▶ Assignment
Across the listing below, count the lines that mention the string "relative". Reply with the figure only.
*** Listed records ***
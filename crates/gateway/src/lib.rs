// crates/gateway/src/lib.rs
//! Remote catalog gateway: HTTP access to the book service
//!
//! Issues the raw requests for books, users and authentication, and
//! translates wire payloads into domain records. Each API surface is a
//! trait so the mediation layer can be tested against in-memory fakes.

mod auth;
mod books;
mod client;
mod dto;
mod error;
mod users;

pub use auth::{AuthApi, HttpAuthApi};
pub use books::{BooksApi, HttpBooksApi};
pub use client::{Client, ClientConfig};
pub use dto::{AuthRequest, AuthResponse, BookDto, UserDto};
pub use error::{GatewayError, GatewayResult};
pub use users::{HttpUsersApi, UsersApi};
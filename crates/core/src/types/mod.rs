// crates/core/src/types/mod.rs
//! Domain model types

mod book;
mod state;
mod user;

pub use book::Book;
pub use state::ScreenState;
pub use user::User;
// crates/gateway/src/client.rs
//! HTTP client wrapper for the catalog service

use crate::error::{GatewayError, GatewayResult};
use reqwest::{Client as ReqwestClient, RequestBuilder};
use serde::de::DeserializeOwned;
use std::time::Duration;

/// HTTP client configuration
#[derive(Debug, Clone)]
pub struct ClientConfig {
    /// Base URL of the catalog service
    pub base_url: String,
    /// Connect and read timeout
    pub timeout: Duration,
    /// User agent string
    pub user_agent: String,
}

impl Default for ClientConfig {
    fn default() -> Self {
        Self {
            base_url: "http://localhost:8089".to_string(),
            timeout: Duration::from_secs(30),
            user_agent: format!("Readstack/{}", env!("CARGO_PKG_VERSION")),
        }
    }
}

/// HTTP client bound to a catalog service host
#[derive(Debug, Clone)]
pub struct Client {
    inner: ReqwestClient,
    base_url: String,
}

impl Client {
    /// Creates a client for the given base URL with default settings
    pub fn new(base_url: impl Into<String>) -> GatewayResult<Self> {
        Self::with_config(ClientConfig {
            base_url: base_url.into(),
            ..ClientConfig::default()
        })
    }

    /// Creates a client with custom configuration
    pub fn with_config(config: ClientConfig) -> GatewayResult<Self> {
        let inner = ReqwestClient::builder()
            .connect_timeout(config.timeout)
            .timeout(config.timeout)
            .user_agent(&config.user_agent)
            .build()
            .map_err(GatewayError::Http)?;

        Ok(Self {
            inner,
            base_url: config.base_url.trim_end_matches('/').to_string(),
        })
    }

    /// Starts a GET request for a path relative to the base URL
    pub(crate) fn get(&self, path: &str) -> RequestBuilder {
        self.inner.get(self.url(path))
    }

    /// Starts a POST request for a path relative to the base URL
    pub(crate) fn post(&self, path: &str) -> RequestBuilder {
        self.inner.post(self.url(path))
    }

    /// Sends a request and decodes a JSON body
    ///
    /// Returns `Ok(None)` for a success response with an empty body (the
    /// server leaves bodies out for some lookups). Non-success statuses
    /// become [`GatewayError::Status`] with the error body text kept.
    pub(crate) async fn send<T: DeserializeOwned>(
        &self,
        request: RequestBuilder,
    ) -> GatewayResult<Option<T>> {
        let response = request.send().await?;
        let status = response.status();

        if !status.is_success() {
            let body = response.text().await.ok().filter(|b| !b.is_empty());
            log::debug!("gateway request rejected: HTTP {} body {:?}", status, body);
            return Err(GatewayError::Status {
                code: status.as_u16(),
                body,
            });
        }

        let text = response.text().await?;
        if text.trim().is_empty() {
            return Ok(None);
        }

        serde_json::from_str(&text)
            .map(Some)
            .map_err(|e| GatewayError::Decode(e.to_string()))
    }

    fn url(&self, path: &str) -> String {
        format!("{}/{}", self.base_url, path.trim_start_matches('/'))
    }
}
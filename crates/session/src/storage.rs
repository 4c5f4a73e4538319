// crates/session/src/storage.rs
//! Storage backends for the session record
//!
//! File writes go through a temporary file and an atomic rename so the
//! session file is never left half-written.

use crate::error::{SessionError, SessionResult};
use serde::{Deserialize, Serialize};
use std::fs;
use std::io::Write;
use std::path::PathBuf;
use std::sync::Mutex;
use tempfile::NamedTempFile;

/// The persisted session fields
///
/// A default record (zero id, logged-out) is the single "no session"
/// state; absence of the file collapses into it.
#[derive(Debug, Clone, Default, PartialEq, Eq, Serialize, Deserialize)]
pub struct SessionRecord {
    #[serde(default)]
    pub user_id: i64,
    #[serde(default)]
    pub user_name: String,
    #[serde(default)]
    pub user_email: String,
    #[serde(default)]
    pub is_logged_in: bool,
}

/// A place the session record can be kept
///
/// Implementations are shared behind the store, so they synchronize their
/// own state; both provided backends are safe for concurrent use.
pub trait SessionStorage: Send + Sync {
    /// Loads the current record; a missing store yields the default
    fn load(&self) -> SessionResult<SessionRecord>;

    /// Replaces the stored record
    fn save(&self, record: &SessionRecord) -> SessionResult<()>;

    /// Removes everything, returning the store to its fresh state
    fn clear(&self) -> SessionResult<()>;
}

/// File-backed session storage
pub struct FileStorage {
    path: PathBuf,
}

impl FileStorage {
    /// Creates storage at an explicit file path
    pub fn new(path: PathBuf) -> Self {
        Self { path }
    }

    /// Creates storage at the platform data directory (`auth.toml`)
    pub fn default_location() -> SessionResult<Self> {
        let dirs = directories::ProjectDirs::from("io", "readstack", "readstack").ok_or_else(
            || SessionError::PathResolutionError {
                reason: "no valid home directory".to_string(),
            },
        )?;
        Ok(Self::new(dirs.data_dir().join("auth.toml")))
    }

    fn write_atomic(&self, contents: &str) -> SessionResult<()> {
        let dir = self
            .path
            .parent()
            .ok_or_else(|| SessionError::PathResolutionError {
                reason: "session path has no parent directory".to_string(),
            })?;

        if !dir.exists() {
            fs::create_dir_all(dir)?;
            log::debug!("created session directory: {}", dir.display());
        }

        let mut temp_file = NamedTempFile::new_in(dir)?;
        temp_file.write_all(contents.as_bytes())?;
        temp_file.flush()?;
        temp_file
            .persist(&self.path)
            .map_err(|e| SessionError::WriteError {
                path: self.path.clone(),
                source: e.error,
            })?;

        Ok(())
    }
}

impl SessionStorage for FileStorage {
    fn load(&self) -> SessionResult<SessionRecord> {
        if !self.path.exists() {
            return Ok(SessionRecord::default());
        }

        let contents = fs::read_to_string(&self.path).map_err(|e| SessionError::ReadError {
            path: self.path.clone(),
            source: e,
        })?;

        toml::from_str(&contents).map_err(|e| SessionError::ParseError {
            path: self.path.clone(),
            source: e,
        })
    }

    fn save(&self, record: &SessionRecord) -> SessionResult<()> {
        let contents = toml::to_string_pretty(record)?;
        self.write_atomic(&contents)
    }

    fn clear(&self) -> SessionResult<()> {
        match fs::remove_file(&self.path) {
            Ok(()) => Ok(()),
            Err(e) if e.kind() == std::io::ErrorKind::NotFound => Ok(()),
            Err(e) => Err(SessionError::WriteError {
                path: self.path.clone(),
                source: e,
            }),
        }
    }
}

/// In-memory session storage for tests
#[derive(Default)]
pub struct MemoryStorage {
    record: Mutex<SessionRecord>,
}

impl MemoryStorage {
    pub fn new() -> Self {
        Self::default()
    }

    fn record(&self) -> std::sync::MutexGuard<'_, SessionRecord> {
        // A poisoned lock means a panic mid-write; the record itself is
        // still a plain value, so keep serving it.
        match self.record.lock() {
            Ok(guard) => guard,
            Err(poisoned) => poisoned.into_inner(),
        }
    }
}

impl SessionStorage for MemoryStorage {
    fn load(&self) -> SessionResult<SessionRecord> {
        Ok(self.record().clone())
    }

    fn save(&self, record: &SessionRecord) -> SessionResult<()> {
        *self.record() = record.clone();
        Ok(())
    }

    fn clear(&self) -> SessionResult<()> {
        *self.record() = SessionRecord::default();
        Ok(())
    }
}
***
▶ The completed task
2